Supplied entries >>

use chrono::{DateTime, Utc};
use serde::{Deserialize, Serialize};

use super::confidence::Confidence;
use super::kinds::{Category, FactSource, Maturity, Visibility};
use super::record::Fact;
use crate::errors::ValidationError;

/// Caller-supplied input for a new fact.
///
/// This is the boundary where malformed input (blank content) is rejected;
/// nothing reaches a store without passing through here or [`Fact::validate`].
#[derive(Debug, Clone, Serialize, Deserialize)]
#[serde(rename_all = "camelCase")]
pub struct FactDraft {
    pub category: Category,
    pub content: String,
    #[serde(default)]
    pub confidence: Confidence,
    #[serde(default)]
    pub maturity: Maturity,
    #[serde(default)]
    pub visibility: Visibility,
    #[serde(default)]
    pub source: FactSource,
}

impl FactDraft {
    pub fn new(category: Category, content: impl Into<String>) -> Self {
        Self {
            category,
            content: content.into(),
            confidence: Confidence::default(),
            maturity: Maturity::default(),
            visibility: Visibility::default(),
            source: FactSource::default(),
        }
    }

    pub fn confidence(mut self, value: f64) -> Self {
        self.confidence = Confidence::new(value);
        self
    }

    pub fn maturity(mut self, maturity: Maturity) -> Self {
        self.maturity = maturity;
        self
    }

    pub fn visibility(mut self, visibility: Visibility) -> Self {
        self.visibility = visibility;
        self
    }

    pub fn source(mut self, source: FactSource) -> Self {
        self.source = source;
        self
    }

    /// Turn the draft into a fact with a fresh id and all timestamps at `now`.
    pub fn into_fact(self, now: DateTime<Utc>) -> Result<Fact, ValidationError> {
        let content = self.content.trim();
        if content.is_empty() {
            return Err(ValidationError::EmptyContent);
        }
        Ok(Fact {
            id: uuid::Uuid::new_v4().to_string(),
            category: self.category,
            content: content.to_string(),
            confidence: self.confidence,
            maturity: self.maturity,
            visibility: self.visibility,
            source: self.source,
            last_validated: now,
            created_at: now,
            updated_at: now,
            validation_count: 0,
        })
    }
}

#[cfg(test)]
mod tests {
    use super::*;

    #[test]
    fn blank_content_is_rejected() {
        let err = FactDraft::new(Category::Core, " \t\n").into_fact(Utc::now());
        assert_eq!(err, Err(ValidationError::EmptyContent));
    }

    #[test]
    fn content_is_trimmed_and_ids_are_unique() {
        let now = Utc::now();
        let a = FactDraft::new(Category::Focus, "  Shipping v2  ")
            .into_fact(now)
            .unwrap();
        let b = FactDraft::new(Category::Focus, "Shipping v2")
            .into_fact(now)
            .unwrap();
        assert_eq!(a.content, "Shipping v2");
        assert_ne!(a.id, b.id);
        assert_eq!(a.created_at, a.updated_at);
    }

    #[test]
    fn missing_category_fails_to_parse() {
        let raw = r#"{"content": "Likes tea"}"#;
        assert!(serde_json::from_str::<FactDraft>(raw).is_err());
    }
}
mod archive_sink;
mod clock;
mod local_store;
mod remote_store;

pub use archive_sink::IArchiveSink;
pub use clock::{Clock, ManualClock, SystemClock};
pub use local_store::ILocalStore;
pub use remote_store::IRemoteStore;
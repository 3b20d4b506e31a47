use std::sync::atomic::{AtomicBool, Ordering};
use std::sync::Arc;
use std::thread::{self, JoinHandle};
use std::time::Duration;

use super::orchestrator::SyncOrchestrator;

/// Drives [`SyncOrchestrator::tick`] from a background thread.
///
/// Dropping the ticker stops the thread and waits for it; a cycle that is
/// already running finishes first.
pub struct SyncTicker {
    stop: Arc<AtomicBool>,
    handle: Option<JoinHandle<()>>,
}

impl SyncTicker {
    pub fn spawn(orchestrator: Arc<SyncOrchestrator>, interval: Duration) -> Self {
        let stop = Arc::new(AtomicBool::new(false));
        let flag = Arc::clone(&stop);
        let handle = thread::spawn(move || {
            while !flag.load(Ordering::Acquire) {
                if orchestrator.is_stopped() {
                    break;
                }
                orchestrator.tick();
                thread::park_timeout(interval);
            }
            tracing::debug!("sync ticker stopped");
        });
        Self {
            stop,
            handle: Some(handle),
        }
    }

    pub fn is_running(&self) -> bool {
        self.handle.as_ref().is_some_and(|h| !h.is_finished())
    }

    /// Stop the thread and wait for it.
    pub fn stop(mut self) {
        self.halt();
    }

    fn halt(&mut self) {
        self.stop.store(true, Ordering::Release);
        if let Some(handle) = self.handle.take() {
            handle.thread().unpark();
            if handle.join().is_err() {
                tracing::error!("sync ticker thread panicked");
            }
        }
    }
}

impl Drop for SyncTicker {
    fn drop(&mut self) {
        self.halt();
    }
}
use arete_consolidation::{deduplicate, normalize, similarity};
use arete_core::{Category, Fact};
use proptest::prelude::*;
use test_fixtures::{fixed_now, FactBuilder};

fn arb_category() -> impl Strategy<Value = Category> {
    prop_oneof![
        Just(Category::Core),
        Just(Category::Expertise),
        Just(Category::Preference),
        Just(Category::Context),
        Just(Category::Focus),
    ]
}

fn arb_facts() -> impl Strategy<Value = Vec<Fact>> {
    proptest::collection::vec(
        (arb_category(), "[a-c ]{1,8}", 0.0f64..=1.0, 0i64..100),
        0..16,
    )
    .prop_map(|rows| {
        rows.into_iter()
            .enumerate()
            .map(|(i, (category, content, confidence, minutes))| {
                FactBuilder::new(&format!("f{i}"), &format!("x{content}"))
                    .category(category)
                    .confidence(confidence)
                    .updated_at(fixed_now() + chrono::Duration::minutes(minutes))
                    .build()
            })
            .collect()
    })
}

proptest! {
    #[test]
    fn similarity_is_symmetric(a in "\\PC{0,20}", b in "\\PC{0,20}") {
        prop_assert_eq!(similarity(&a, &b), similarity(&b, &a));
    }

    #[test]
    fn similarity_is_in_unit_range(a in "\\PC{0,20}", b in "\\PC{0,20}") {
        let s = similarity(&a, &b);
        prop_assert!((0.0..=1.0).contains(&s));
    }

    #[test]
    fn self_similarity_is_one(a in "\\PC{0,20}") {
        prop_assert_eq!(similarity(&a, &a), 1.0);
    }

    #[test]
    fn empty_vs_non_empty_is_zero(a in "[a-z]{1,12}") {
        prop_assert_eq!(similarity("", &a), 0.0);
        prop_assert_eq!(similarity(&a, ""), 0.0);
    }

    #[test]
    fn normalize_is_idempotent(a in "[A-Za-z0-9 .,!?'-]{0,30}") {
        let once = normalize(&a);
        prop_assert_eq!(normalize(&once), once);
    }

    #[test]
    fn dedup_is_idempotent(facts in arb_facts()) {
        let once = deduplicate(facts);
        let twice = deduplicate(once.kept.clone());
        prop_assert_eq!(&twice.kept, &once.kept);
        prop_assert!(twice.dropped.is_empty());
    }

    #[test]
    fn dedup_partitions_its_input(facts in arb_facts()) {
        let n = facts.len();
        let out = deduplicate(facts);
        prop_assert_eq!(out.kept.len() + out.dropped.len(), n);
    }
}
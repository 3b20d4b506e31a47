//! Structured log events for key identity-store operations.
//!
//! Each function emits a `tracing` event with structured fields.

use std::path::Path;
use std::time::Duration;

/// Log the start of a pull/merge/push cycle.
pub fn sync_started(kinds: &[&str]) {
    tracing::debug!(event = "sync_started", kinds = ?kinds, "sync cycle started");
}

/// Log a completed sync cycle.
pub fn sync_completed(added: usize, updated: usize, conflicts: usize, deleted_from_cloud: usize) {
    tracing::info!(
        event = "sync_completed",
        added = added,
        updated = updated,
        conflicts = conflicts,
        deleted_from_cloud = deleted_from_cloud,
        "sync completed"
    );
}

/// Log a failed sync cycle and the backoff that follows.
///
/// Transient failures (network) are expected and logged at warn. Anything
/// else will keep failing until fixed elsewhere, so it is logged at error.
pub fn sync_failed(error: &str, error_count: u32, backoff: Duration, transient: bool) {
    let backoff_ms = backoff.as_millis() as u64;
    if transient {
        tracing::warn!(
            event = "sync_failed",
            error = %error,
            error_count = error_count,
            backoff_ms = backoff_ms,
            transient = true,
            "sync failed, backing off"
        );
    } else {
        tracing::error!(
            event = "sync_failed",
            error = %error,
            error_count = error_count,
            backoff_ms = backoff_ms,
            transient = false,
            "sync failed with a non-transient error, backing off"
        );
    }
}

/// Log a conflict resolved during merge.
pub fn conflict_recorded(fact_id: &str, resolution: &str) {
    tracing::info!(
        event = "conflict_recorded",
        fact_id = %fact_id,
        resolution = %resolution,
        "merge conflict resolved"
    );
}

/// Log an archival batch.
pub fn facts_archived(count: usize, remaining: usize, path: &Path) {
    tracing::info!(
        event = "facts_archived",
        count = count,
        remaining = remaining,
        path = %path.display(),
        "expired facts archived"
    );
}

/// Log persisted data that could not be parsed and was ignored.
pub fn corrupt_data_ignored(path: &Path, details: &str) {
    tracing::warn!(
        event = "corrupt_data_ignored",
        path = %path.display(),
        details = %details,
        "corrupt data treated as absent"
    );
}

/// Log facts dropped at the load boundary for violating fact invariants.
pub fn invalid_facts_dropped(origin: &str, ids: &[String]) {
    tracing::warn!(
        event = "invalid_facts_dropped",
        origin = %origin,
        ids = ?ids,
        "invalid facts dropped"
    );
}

--

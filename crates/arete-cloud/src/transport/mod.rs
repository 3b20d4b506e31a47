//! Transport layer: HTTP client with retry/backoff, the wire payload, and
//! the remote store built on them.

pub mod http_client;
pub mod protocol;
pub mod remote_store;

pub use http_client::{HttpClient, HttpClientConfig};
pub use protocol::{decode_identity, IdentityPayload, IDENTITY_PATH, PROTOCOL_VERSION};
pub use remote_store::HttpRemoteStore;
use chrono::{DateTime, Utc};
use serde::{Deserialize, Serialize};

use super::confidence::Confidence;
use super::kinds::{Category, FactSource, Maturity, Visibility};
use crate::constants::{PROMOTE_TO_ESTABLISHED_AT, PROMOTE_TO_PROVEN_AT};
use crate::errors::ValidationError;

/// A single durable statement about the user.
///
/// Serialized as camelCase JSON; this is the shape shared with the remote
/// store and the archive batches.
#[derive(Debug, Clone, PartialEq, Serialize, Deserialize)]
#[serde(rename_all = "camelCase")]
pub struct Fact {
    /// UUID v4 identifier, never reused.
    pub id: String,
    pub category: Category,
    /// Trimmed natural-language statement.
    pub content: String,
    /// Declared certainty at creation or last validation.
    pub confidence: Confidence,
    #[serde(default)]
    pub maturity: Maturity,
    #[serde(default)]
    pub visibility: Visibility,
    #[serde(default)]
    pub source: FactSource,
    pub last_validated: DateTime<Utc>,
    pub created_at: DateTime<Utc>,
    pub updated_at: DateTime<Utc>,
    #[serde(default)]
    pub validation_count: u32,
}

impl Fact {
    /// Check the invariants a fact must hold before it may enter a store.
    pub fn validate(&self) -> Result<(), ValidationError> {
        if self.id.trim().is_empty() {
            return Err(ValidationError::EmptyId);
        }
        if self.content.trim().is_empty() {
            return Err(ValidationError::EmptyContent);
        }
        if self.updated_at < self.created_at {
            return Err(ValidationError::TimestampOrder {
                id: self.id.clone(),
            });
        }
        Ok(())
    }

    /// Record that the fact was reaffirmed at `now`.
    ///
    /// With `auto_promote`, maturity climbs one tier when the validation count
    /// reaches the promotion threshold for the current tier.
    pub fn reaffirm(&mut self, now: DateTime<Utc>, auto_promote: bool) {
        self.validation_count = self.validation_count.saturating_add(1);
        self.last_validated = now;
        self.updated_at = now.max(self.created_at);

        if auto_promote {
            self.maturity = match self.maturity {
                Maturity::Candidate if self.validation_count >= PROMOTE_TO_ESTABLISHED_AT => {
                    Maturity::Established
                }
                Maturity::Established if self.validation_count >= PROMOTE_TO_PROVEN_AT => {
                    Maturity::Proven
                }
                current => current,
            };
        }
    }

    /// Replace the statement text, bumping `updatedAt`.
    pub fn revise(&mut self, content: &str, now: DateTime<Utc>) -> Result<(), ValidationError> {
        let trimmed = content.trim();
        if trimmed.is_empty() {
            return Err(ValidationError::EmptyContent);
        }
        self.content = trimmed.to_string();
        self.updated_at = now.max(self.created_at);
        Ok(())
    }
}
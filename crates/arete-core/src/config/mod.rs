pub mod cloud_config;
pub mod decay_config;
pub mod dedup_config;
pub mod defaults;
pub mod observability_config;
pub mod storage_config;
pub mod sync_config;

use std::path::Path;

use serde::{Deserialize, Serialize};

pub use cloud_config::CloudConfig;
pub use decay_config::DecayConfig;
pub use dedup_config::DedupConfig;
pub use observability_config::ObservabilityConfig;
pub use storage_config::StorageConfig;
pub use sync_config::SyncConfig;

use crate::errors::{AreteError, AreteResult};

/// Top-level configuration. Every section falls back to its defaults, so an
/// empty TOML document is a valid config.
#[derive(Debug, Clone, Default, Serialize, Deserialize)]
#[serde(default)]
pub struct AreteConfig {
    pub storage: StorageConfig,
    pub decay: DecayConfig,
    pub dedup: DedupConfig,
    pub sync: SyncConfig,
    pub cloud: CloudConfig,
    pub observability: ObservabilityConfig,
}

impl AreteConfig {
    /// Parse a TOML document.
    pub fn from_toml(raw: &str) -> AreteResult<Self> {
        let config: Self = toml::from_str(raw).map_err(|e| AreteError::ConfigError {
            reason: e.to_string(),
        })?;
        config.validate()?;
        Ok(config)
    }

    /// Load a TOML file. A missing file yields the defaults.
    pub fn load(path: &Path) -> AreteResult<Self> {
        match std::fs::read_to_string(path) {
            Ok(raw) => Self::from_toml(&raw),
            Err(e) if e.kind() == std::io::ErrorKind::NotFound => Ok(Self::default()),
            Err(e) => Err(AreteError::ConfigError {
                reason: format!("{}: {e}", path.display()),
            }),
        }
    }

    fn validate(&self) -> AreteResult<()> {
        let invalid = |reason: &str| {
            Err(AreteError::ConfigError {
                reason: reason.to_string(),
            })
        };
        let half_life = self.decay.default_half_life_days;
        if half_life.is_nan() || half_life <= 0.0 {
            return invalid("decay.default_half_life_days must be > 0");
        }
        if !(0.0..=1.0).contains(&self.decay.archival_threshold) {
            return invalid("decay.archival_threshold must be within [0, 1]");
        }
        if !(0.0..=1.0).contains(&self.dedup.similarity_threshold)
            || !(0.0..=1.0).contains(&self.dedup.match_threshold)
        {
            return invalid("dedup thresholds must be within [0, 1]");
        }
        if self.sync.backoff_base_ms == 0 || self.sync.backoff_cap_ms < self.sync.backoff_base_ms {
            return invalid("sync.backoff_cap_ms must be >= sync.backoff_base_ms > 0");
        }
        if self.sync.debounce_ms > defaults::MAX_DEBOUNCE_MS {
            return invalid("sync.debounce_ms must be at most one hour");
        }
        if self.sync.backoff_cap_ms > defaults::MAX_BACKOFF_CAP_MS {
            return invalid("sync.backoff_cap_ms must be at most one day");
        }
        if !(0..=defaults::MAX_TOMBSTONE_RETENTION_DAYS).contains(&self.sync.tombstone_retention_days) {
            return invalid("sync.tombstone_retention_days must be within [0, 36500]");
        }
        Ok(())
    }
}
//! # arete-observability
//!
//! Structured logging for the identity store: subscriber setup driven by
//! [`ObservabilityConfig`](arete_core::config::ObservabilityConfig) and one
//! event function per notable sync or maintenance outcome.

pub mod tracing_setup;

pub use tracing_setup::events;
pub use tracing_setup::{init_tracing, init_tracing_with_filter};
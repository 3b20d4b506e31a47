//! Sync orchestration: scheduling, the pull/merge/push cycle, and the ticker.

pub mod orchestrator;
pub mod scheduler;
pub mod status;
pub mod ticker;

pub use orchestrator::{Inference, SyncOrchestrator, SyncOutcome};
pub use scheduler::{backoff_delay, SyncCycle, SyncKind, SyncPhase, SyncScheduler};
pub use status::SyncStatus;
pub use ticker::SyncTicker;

==

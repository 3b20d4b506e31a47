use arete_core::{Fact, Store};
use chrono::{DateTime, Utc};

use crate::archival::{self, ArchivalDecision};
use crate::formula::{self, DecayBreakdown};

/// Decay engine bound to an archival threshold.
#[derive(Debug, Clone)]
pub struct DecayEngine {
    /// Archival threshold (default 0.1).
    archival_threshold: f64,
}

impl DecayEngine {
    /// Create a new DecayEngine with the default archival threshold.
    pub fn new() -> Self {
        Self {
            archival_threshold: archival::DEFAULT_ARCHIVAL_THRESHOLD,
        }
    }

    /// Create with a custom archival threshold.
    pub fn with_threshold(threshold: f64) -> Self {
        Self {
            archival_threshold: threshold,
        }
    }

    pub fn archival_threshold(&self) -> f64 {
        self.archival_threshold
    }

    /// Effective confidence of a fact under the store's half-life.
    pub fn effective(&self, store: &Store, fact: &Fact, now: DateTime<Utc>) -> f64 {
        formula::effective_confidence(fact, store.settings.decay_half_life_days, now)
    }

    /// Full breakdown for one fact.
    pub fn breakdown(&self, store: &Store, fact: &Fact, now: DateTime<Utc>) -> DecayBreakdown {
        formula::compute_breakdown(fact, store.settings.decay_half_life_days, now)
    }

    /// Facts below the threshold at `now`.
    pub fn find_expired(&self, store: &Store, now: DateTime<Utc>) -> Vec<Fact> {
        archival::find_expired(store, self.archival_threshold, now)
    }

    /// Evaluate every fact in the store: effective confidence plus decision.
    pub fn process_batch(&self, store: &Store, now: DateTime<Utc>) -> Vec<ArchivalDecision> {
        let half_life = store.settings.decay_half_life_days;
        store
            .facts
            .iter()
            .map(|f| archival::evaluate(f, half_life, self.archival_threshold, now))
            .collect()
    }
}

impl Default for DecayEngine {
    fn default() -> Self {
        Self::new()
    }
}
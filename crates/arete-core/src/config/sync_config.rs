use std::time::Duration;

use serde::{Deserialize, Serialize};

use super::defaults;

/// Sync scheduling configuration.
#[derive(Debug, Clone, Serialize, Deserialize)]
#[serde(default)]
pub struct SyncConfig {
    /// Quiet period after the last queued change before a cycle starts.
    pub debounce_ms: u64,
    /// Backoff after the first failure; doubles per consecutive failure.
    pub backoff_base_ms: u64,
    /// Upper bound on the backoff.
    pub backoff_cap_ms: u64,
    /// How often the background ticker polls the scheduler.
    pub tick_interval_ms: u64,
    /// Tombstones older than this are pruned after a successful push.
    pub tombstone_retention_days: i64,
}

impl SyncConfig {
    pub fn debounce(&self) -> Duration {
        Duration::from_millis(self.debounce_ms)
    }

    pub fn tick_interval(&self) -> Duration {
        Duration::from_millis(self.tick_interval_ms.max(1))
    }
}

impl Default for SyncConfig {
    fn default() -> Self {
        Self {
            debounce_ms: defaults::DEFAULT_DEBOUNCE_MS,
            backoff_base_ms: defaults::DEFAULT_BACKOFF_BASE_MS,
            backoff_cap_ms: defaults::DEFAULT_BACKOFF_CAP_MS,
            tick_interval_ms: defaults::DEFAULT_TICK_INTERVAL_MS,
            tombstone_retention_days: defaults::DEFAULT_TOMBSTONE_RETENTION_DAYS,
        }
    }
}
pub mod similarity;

Try it >> Copy out each line of the material in which the word "StorageConfig" turns up.

Written solution >>
pub use storage_config::StorageConfig;
    pub storage: StorageConfig,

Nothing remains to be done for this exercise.